+++ Material provided +++

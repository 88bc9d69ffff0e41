//! Colour palette and text styles used across the UI.

use ratatui::style::{Color, Modifier, Style};

/// Central theme — change colours here and they propagate everywhere.
pub struct Theme;

impl Theme {
    // ── deck ───────────────────────────────────────────────────
    /// Background the cards are blended against.
    pub fn canvas() -> (u8, u8, u8) {
        (18, 18, 24)
    }

    pub fn card_border() -> (u8, u8, u8) {
        (200, 200, 210)
    }

    pub fn front_border() -> (u8, u8, u8) {
        (120, 190, 255)
    }

    /// Interior of a card whose image has not decoded yet.
    pub fn placeholder_fill() -> (u8, u8, u8) {
        (48, 50, 62)
    }

    pub fn liked() -> (u8, u8, u8) {
        (255, 80, 110)
    }

    pub fn unliked() -> (u8, u8, u8) {
        (120, 120, 130)
    }

    pub fn caption() -> (u8, u8, u8) {
        (235, 235, 240)
    }

    // ── chrome ─────────────────────────────────────────────────
    pub fn canvas_style() -> Style {
        let (r, g, b) = Self::canvas();
        Style::default().bg(Color::Rgb(r, g, b))
    }

    pub fn title_style() -> Style {
        Style::default()
            .fg(Color::Green)
            .add_modifier(Modifier::BOLD)
    }

    pub fn status_bar_style() -> Style {
        Style::default().bg(Color::DarkGray).fg(Color::White)
    }
}
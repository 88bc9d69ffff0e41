//! Card payloads and where they come from.
//!
//! An [`Item`] is an image reference plus an optional caption, keyed by a
//! stable [`ItemId`].  Animation continuity follows the id, never the
//! position, so ids must be unique within a set.

use std::collections::HashSet;
use std::fmt;
use std::path::{Path, PathBuf};

use thiserror::Error;
use walkdir::WalkDir;

/// Stable identity of a card.
#[derive(Debug, Clone, Copy, PartialEq, Eq, Hash, PartialOrd, Ord)]
pub struct ItemId(pub u32);

impl fmt::Display for ItemId {
    fn fmt(&self, f: &mut fmt::Formatter<'_>) -> fmt::Result {
        write!(f, "#{}", self.0)
    }
}

/// One card: what to show and what to say under it.
#[derive(Debug, Clone, PartialEq)]
pub struct Item {
    pub id: ItemId,
    pub image: PathBuf,
    pub caption: Option<String>,
}

impl Item {
    pub fn new(id: u32, image: impl Into<PathBuf>, caption: Option<&str>) -> Self {
        Self {
            id: ItemId(id),
            image: image.into(),
            caption: caption.map(str::to_owned),
        }
    }

    /// Caption if present, otherwise the image file stem.
    pub fn label(&self) -> String {
        match &self.caption {
            Some(c) => c.clone(),
            None => self
                .image
                .file_stem()
                .map(|s| s.to_string_lossy().into_owned())
                .unwrap_or_else(|| self.id.to_string()),
        }
    }
}

#[derive(Debug, Error)]
pub enum DeckError {
    #[error("no cards to show")]
    Empty,
    #[error("duplicate card id {0}")]
    DuplicateId(ItemId),
    #[error("cannot read image directory {path}: {source}")]
    Io {
        path: PathBuf,
        #[source]
        source: walkdir::Error,
    },
}

/// A validated, ordered list of unique items.
#[derive(Debug, Clone)]
pub struct ItemSet {
    items: Vec<Item>,
}

/// Project names from the portfolio deck, used for the built-in demo set.
const DEMO_CARDS: &[(&str, &str)] = &[
    ("maisonproject", "Maison"),
    ("aboutproject", "About"),
    ("camilanproject", "Camilan"),
    ("cherrieproject", "Cherrie"),
    ("labproject", "Lab"),
    ("playgroundproject", "Playground"),
    ("camilanproject", "Camilan, again"),
];

/// Prefix marking images that the app paints procedurally instead of loading.
pub const DEMO_SCHEME: &str = "demo:";

impl ItemSet {
    pub fn new(items: Vec<Item>) -> Result<Self, DeckError> {
        if items.is_empty() {
            return Err(DeckError::Empty);
        }
        let mut seen = HashSet::new();
        for item in &items {
            if !seen.insert(item.id) {
                return Err(DeckError::DuplicateId(item.id));
            }
        }
        Ok(Self { items })
    }

    /// Seven placeholder cards whose images are generated, not read.
    pub fn demo() -> Self {
        let items = DEMO_CARDS
            .iter()
            .enumerate()
            .map(|(i, (stem, caption))| {
                Item::new(i as u32 + 1, format!("{DEMO_SCHEME}{stem}"), Some(caption))
            })
            .collect();
        Self { items }
    }

    /// Every image directly inside `dir`, sorted by file name, capped at
    /// `limit` entries.  Ids are assigned 1.. in that order.
    pub fn from_dir(dir: &Path, limit: usize) -> Result<Self, DeckError> {
        let mut images = Vec::new();
        for entry in WalkDir::new(dir)
            .min_depth(1)
            .max_depth(1)
            .sort_by_file_name()
        {
            let entry = entry.map_err(|source| DeckError::Io {
                path: dir.to_path_buf(),
                source,
            })?;
            if !entry.file_type().is_file() || is_blur_variant(entry.path()) {
                continue;
            }
            if !is_image(entry.path()) {
                tracing::debug!("skipping non-image {}", entry.path().display());
                continue;
            }
            images.push(entry.into_path());
            if images.len() >= limit {
                break;
            }
        }

        let items = images
            .into_iter()
            .enumerate()
            .map(|(i, path)| Item {
                id: ItemId(i as u32 + 1),
                image: path,
                caption: None,
            })
            .collect();
        Self::new(items)
    }

    pub fn items(&self) -> &[Item] {
        &self.items
    }

    pub fn len(&self) -> usize {
        self.items.len()
    }

    pub fn get(&self, id: ItemId) -> Option<&Item> {
        self.items.iter().find(|i| i.id == id)
    }

    /// The first `n` items, for the bounded stack.
    pub fn take(&self, n: usize) -> Vec<Item> {
        self.items.iter().take(n).cloned().collect()
    }
}

fn is_image(path: &Path) -> bool {
    tree_magic_mini::from_filepath(path)
        .map(|mime| mime.starts_with("image/"))
        .unwrap_or(false)
}

/// Sibling path of the blurred backdrop for an image:
/// `a/b.webp` → `a/b_blur.webp`, `a/b` → `a/b_blur`.
pub fn blur_variant(path: &Path) -> PathBuf {
    let stem = path
        .file_stem()
        .map(|s| s.to_string_lossy().into_owned())
        .unwrap_or_default();
    let name = match path.extension() {
        Some(ext) => format!("{stem}_blur.{}", ext.to_string_lossy()),
        None => format!("{stem}_blur"),
    };
    path.with_file_name(name)
}

fn is_blur_variant(path: &Path) -> bool {
    path.file_stem()
        .map(|s| s.to_string_lossy().ends_with("_blur"))
        .unwrap_or(false)
}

+++

# Task instructions
Output, please, only the lines running from the start of the entries through the line that contains "id, never the", including both of those lines.

# Solution to this problem
repository 88bc9d69ffff0e41
//! Colour palette and text styles used across the UI.

use ratatui::style::{Color, Modifier, Style};

/// Central theme — change colours here and they propagate everywhere.
pub struct Theme;

impl Theme {
    // ── deck ───────────────────────────────────────────────────
    /// Background the cards are blended against.
    pub fn canvas() -> (u8, u8, u8) {
        (18, 18, 24)
    }

    pub fn card_border() -> (u8, u8, u8) {
        (200, 200, 210)
    }

    pub fn front_border() -> (u8, u8, u8) {
        (120, 190, 255)
    }

    /// Interior of a card whose image has not decoded yet.
    pub fn placeholder_fill() -> (u8, u8, u8) {
        (48, 50, 62)
    }

    pub fn liked() -> (u8, u8, u8) {
        (255, 80, 110)
    }

    pub fn unliked() -> (u8, u8, u8) {
        (120, 120, 130)
    }

    pub fn caption() -> (u8, u8, u8) {
        (235, 235, 240)
    }

    // ── chrome ─────────────────────────────────────────────────
    pub fn canvas_style() -> Style {
        let (r, g, b) = Self::canvas();
        Style::default().bg(Color::Rgb(r, g, b))
    }

    pub fn title_style() -> Style {
        Style::default()
            .fg(Color::Green)
            .add_modifier(Modifier::BOLD)
    }

    pub fn status_bar_style() -> Style {
        Style::default().bg(Color::DarkGray).fg(Color::White)
    }
}
repository 88bc9d69ffff0e41
//! Card payloads and where they come from.
//!
//! An [`Item`] is an image reference plus an optional caption, keyed by a
//! stable [`ItemId`].  Animation continuity follows the id, never the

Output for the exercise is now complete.